Sebbene i dati statunitensi siano stati incoraggianti, alcuni membri della FED si sono espressi a favore di un tasso terminale di almeno il 5-5,25% (dal precedente 4,75-5%).

Osservazioni sugli investimenti
Sebbene questa dichiarazione può apparire come una battuta d’arresto, si può mantenere una visione complessivamente positiva sui mercati obbligazionari per il 2023, poiché ci stiamo avvicinando al picco di restrizione delle banche centrali. Pertanto la Fed non si dovrebbe
discostare molto dal percorso che ha seguito e i commenti di questi esponenti dovrebbero essere considerati come un tentativo di ”placare” i mercati dopo alcune settimane di crescita. Il tasso terminale statunitense prezzato dai mercati rimane al 5% circa e dovrebbe essere raggiunto nel
maggio 2023. Nella scorsa newsletter facevo notare che il mercato era ipervenduto e che le azioni avrebbero potuto rimbalzare. Anche i titoli di stato USA hanno toccato un minimo il 24 ottobre, per poi recuperare sulle aspettative di un allentamento del ritmo dei rialzi dei tassi nel 2023, da parte delle banche centrali. Il recente rally delle obbligazioni potrebbe anche essere imputato allo stato dell’economia globale, che sta già decelerando e riducendo le pressioni inflazionistiche attraverso un crollo della domanda. Se guardiamo le performance delle azioni di tutto il mondo e
delle obbligazioni, possiamo osservare che i portafogli sono in calo di circa il 20% rispetto ai massimi di un anno fa. Le azioni e le obbligazioni sono oggi una percentuale del PIL molto più grande che in passato e una perdita di valore di queste dimensioni si rifletterà in un calo
percentuale elevato del PIL. Più di un cliente negli ultimi mesi mi ha chiesto come coprirsi contro l’inflazione. Dal 2010 una buona copertura contro l’inflazione era possedere azioni, obbligazioni e immobili. Ma oggi le condizioni sono cambiate e le azioni, le obbligazioni e gli immobili saranno desiderabili solo se acquistati ad un prezzo conveniente.
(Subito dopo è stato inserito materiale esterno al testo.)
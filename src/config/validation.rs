//! Configuration validation.
//!
//! # Responsibilities
//! - Semantic validation (serde handles syntactic)
//! - Compile every regex once to reject bad patterns before they go live
//! - Validate backend URLs, header overrides, IP lists and listen addresses
//!
//! # Design Decisions
//! - Returns all validation errors, not just first
//! - Validation is pure function: GatewayConfig → Result<(), Vec<ValidationError>>
//! - Runs before config is accepted into the system

use std::net::SocketAddr;
use std::path::Path;

use axum::http::{HeaderName, HeaderValue};
use url::Url;

use crate::config::schema::{DomainConfig, GatewayConfig, RouteConfig};
use crate::routing::table::{compile_full_match, parse_ip};

/// A single semantic problem found in a configuration.
#[derive(Debug, Clone, PartialEq, Eq, thiserror::Error)]
pub enum ValidationError {
    #[error("domains[{index}]: domain pattern is empty")]
    EmptyDomain { index: usize },

    #[error("domain '{domain}': invalid regex: {reason}")]
    DomainRegex { domain: String, reason: String },

    #[error("domain '{domain}' route '{path}': invalid path regex: {reason}")]
    PathRegex { domain: String, path: String, reason: String },

    #[error("domain '{domain}' route '{path}': literal path must start with '/'")]
    RelativePath { domain: String, path: String },

    #[error("domain '{domain}' route '{path}': invalid backend URL '{backend}': {reason}")]
    Backend { domain: String, path: String, backend: String, reason: String },

    #[error("domain '{domain}' route '{path}': invalid header override '{name}'")]
    Header { domain: String, path: String, name: String },

    #[error("domain '{domain}': rate limit burst must be at least 1 for route '{path}'")]
    Burst { domain: String, path: String },

    #[error("domain '{domain}': invalid IP address '{ip}'")]
    IpAddress { domain: String, ip: String },

    #[error("domain '{domain}': static directory '{dir}' does not exist")]
    StaticDir { domain: String, dir: String },

    #[error("server.{field}: invalid socket address '{value}'")]
    ListenAddress { field: &'static str, value: String },

    #[error("server: tls_cert and tls_key must be configured together")]
    TlsPair,

    #[error("cache.ttl_secs must be greater than zero")]
    CacheTtl,

    #[error("compression.level must be between 0 and 9")]
    CompressionLevel,
}

/// Validate a configuration, collecting every error.
pub fn validate_config(config: &GatewayConfig) -> Result<(), Vec<ValidationError>> {
    let mut errors = Vec::new();

    check_address(&mut errors, "http_address", &config.server.http_address);
    check_address(&mut errors, "https_address", &config.server.https_address);
    if let Some(admin) = &config.server.admin_address {
        check_address(&mut errors, "admin_address", admin);
    }
    if config.server.tls_cert.is_some() != config.server.tls_key.is_some() {
        errors.push(ValidationError::TlsPair);
    }
    if config.cache.ttl_secs == 0 {
        errors.push(ValidationError::CacheTtl);
    }
    if config.compression.level > 9 {
        errors.push(ValidationError::CompressionLevel);
    }

    for (index, domain) in config.domains.iter().enumerate() {
        validate_domain(&mut errors, index, domain);
    }

    if errors.is_empty() {
        Ok(())
    } else {
        Err(errors)
    }
}

fn check_address(errors: &mut Vec<ValidationError>, field: &'static str, value: &str) {
    if value.parse::<SocketAddr>().is_err() {
        errors.push(ValidationError::ListenAddress {
            field,
            value: value.to_string(),
        });
    }
}

fn validate_domain(errors: &mut Vec<ValidationError>, index: usize, domain: &DomainConfig) {
    if domain.domain.trim().is_empty() {
        errors.push(ValidationError::EmptyDomain { index });
    }

    if domain.domain_regex {
        if let Err(e) = compile_full_match(&domain.domain) {
            errors.push(ValidationError::DomainRegex {
                domain: domain.domain.clone(),
                reason: e.to_string(),
            });
        }
    }

    if let Some(dir) = &domain.static_dir {
        if !Path::new(dir).is_dir() {
            errors.push(ValidationError::StaticDir {
                domain: domain.domain.clone(),
                dir: dir.clone(),
            });
        }
    }

    for ip in domain.allow_ips.iter().chain(domain.deny_ips.iter()) {
        if parse_ip(ip).is_none() {
            errors.push(ValidationError::IpAddress {
                domain: domain.domain.clone(),
                ip: ip.clone(),
            });
        }
    }

    for route in &domain.proxy_routes {
        validate_route(errors, &domain.domain, route);
    }
}

fn validate_route(errors: &mut Vec<ValidationError>, domain: &str, route: &RouteConfig) {
    if route.regex {
        if let Err(e) = compile_full_match(&route.path) {
            errors.push(ValidationError::PathRegex {
                domain: domain.to_string(),
                path: route.path.clone(),
                reason: e.to_string(),
            });
        }
    } else if !route.path.starts_with('/') {
        errors.push(ValidationError::RelativePath {
            domain: domain.to_string(),
            path: route.path.clone(),
        });
    }

    if let Err(reason) = check_backend(&route.backend) {
        errors.push(ValidationError::Backend {
            domain: domain.to_string(),
            path: route.path.clone(),
            backend: route.backend.clone(),
            reason,
        });
    }

    for (name, value) in &route.headers {
        let valid = HeaderName::from_bytes(name.as_bytes()).is_ok()
            && HeaderValue::from_str(value).is_ok();
        if !valid {
            errors.push(ValidationError::Header {
                domain: domain.to_string(),
                path: route.path.clone(),
                name: name.clone(),
            });
        }
    }

    if route.rate_limit > 0 && route.burst == 0 {
        errors.push(ValidationError::Burst {
            domain: domain.to_string(),
            path: route.path.clone(),
        });
    }
}

fn check_backend(backend: &str) -> Result<(), String> {
    let url = Url::parse(backend).map_err(|e| e.to_string())?;
    if url.scheme() != "http" {
        return Err(format!("unsupported scheme '{}'", url.scheme()));
    }
    if url.host_str().is_none() {
        return Err("missing host".to_string());
    }
    Ok(())
}

#[cfg(test)]
mod tests {
    use super::*;

    fn route(path: &str, backend: &str) -> RouteConfig {
        RouteConfig {
            path: path.to_string(),
            backend: backend.to_string(),
            ..RouteConfig::default()
        }
    }

    #[test]
    fn default_config_is_valid() {
        assert!(validate_config(&GatewayConfig::default()).is_ok());
    }

    #[test]
    fn collects_all_errors() {
        let mut config = GatewayConfig::default();
        config.server.tls_cert = Some("cert.pem".into());
        config.domains.push(DomainConfig {
            domain: "([".into(),
            domain_regex: true,
            allow_ips: vec!["not-an-ip".into()],
            proxy_routes: vec![
                route("api", "http://127.0.0.1:3000"),
                route("/x", "ftp://example.com"),
            ],
            ..DomainConfig::default()
        });

        let errors = validate_config(&config).unwrap_err();
        assert!(errors.contains(&ValidationError::TlsPair));
        assert!(errors.iter().any(|e| matches!(e, ValidationError::DomainRegex { .. })));
        assert!(errors.iter().any(|e| matches!(e, ValidationError::IpAddress { .. })));
        assert!(errors.iter().any(|e| matches!(e, ValidationError::RelativePath { .. })));
        assert!(errors.iter().any(|e| matches!(e, ValidationError::Backend { .. })));
    }

    #[test]
    fn rejects_bad_path_regex_and_header() {
        let mut bad = route("/v[0-9", "http://127.0.0.1:3000");
        bad.regex = true;
        bad.headers.insert("Bad Header".into(), "x".into());

        let mut config = GatewayConfig::default();
        config.domains.push(DomainConfig {
            domain: "example.com".into(),
            proxy_routes: vec![bad],
            ..DomainConfig::default()
        });

        let errors = validate_config(&config).unwrap_err();
        assert_eq!(errors.len(), 2);
    }

    #[test]
    fn rejects_missing_static_dir() {
        let mut config = GatewayConfig::default();
        config.domains.push(DomainConfig {
            domain: "example.com".into(),
            static_dir: Some("/definitely/not/here".into()),
            ..DomainConfig::default()
        });

        let errors = validate_config(&config).unwrap_err();
        assert!(matches!(errors[0], ValidationError::StaticDir { .. }));
    }
}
Bank Credit Analyst (BCA) ha recentemente pubblicato un rapporto sui mercati emergenti. Non ha ancora emesso un segnale d’acquisto, ma questo report anticipa che i mercati emergenti torneranno presto investibili. Si tratta di un settore finanziario depresso e che beneficerebbe di una rinnovata inflazione monetaria. Un altro settore che potrebbe beneficiarne è quello bancario
delle economie emergenti, ma anche Europeo e statunitense. Infine le azioni di Hong Kong e cinesi in questo momento per una combinazione di eventi sfavorevoli sono su livelli estremamente depressi e ipervenduti. Il mercato ribassista di Hong Kong dal picco di gennaio 2018 ha soddisfatto tutte le condizioni per la formazione di un minimo importante. Le condizioni per un minimo principale includono il tempo (mercato ribassista di quasi 5 anni), la profondità (in calo del 55% rispetto ai massimi) e il sentimento (estremamente negativo).

Auguro a tutti voi un Buon Natale e un felice anno nuovo.